20 of 21 people found the following review helpful:
5.0 out of 5 stars
Translation and Oral History at its Very Best, October 15, 1998
This review is from: Inside the Concentration Camps: Eyewitness Accounts of Life in Hitler's Death Camps (Hardcover)
It is hard to believe that this book is only now available in English. Consisting entirely of eye-witness accounts of life in German concentration camps, the work served as an important source of evidence during the Nazi trials. The accounts, however, are compiled so that they form a narrative that is roughly chronological, beginning with the experience of deportation and ending with the grim business of counting bodies. In between lies the whole experience of the prisoner: the forced and brutalizing work, the whimsical or studied methods of torture, the grisly medical experiments, the routine executions, the gasing of ever larger groups, the ovens that burned night and day, and constantly, throughout the story, the capricious beating, kicking and whipping. Primo Levi, who wrote so eloquently about the danger of forgetting, would have appreciated this book.
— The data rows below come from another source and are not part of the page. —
use crate::models::ListingDaySnapshot;
use crate::warehouse::FactFilter;
use sqlx::{PgPool, Postgres, QueryBuilder, Result as SqlxResult};

/// Repository for `fact_listing_daily` scans
pub struct FactRepository {
    pool: PgPool,
}

impl FactRepository {
    /// Create a new FactRepository
    pub fn new(pool: PgPool) -> Self {
        Self { pool }
    }

    /// Scan fact rows matching `filter`, ordered by id
    pub async fn scan(&self, filter: &FactFilter) -> SqlxResult<Vec<ListingDaySnapshot>> {
        let mut query = QueryBuilder::<Postgres>::new(
            r#"
            SELECT
                id,
                listing_id,
                host_id,
                location_id,
                room_type_id,
                date_id,
                price,
                availability_365,
                number_of_reviews,
                reviews_per_month,
                calculated_host_listings_count
            FROM fact_listing_daily
            WHERE TRUE
            "#,
        );

        if filter.positive_price {
            query.push(" AND price > 0");
        }
        if filter.with_reviews {
            query.push(" AND number_of_reviews IS NOT NULL");
        }
        if let Some(min) = filter.reviews_above {
            query.push(" AND number_of_reviews > ").push_bind(min);
        }
        query.push(" ORDER BY id");

        query
            .build_query_as::<ListingDaySnapshot>()
            .fetch_all(&self.pool)
            .await
    }

    /// Count all fact rows
    pub async fn count(&self) -> SqlxResult<i64> {
        sqlx::query_scalar::<_, i64>("SELECT COUNT(*) FROM fact_listing_daily")
            .fetch_one(&self.pool)
            .await
    }
}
And Thomas Whissen, the translator, has performed an admirable and selfless job. He has rendered this story in a language that is so clear, so transparent, that one forgets that one is reading words on a page. The book leaves one feeling bruised and battered, and not quite willing to go back into a world of comforts. It leaves one deeply suspicious of humanity. And this perhaps is a good thing.
Incidentally, it is difficult to imagine a book better suited for university courses on the holocaust.
Carmine Di Biase, Ph.D. (cdibiase@jsucc.jsu.edu)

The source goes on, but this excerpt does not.